The Apache Spark framework uses a master-slave architecture that consists of a driver, which runs as a master node, and many executors that run across as worker nodes in the cluster. Apache Spark can be used for batch processing and real-time processing as well.

Reference:https://www.analyticsvidhya.com

Before understanding the Spark architecture let's understand the Applications of Spark Architecture which exists in the above diagram:

The Spark driver

The driver is the program or process responsible for coordinating the execution of the Spark application. It runs the main function and creates the SparkContext, which connects to the cluster manager.

The Spark executors

Executors are worker processes responsible for executing tasks in Spark applications. They are launched on worker nodes and communicate with the driver program and cluster manager. Executors run tasks concurrently and store data in memory or disk for caching and intermediate storage.

The cluster manager

The cluster manager is responsible for allocating resources and managing the cluster on which the Spark application runs. Spark supports various cluster managers like Apache Mesos, Hadoop YARN, and standalone cluster manager.

sparkContext

SparkContext is the entry point for any Spark functionality. It represents the connection to a Spark cluster and can be used to create RDDs (Resilient Distributed Datasets), accumulators, and broadcast variables. SparkContext also coordinates the execution of tasks.

Task

A task is the smallest unit of work in Spark, representing a unit of computation that can be performed on a single partition of data. The driver program divides the Spark job into tasks and assigns them to the executor nodes for execution.

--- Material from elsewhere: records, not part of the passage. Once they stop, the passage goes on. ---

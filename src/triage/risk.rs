//! Risk classifier gate.
//!
//! Decides whether a candidate's posts carry enough text to justify an LLM
//! classification call, builds the prompt, and interprets the numeric reply.

use std::sync::Arc;

use tracing::{debug, warn};

use crate::error::LlmError;
use crate::llm::provider::{ChatMessage, CompletionRequest, LlmProvider};

/// Combined post length (chars) that makes a candidate eligible.
pub const MIN_COMBINED_CHARS: usize = 100;

/// Length (chars, trimmed) of a single post that makes a candidate eligible.
pub const MIN_SINGLE_POST_CHARS: usize = 40;

/// Separator placed between posts in the prompt.
pub const POST_SEPARATOR: &str = "\n---\n";

/// A single number needs very few tokens.
const CLASSIFY_MAX_TOKENS: u32 = 16;

const CLASSIFY_TEMPERATURE: f32 = 0.0;

/// Result of running the gate.
#[derive(Debug, Clone, Copy, PartialEq)]
pub enum RiskAssessment {
    /// Not enough text; the classifier was not called.
    Skipped,
    /// The classifier replied with a usable number.
    Scored(f64),
    /// The classifier replied with something that is not a number.
    Unparseable,
}

impl RiskAssessment {
    /// Risk value in `[0.0, 1.0]`; skipped and unparseable count as 0.0.
    pub fn risk(&self) -> f64 {
        match self {
            Self::Scored(risk) => *risk,
            Self::Skipped | Self::Unparseable => 0.0,
        }
    }
}

/// True when the posts carry enough text to be worth classifying.
pub fn is_eligible(posts: &[String]) -> bool {
    let combined: usize = posts
        .iter()
        .filter(|p| !p.is_empty())
        .map(|p| p.chars().count())
        .sum();
    combined >= MIN_COMBINED_CHARS
        || posts
            .iter()
            .any(|p| p.trim().chars().count() >= MIN_SINGLE_POST_CHARS)
}

/// Build the classification prompt.
pub fn build_prompt(taxonomy: &str, posts: &[String]) -> String {
    let joined = posts
        .iter()
        .filter(|p| !p.is_empty())
        .map(String::as_str)
        .collect::<Vec<_>>()
        .join(POST_SEPARATOR);
    format!(
        "Evaluate the following LinkedIn posts for extremist/divisive content across: {taxonomy}. \
         Rate overall risk 0.0–1.0, reply with a single number.\n\nPosts:\n{joined}"
    )
}

/// Parse the classifier reply. Finite numbers are clamped to `[0.0, 1.0]`.
pub fn parse_risk(raw: &str) -> Option<f64> {
    raw.trim()
        .parse::<f64>()
        .ok()
        .filter(|v| v.is_finite())
        .map(|v| v.clamp(0.0, 1.0))
}

/// Wraps the external classifier with the eligibility rule.
pub struct RiskGate {
    llm: Arc<dyn LlmProvider>,
    taxonomy: String,
}

impl RiskGate {
    pub fn new(llm: Arc<dyn LlmProvider>, taxonomy: impl Into<String>) -> Self {
        Self {
            llm,
            taxonomy: taxonomy.into(),
        }
    }

    /// Classify `posts`, skipping the call when there is too little text.
    ///
    /// An unparseable reply is logged and reported as `Unparseable`; only a
    /// failed call is an error.
    pub async fn assess(&self, posts: &[String]) -> Result<RiskAssessment, LlmError> {
        if !is_eligible(posts) {
            debug!(posts = posts.len(), "Too little post text, skipping risk classification");
            return Ok(RiskAssessment::Skipped);
        }

        let request = CompletionRequest::new(vec![ChatMessage::user(build_prompt(
            &self.taxonomy,
            posts,
        ))])
        .with_temperature(CLASSIFY_TEMPERATURE)
        .with_max_tokens(CLASSIFY_MAX_TOKENS);

        let response = self.llm.complete(request).await?;

        match parse_risk(&response.content) {
            Some(risk) => {
                debug!(risk, model = self.llm.model_name(), "Risk classified");
                Ok(RiskAssessment::Scored(risk))
            }
            None => {
                warn!(
                    raw_response = %response.content,
                    "Risk classification reply is not a number, treating as 0.0"
                );
                Ok(RiskAssessment::Unparseable)
            }
        }
    }
}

Working Of Spark Architecture

When the Driver Program in the Apache Spark architecture executes, it calls the real program of an application and creates a SparkContext. SparkContext contains all of the basic functions. The Spark Driver includes several other components, including a DAG Scheduler, Task Scheduler, Backend Scheduler, and Block Manager, all of which are responsible for translating user-written code into jobs that are actually executed on the cluster. Spark Driver and SparkContext collectively watch over the job execution within the cluster

The Cluster Manager manages the execution of various jobs in the cluster. Spark Driver works in conjunction with the Cluster Manager to control the execution of various other jobs. The cluster Manager does the task of allocating resources for the job. Once the job has been broken down into smaller jobs, which are then distributed to worker nodes, SparkDriver will control the execution.
Many worker nodes can be used to process an RDD(Resilient Distributed Dataset) created in SparkContext, and the results can also be cached.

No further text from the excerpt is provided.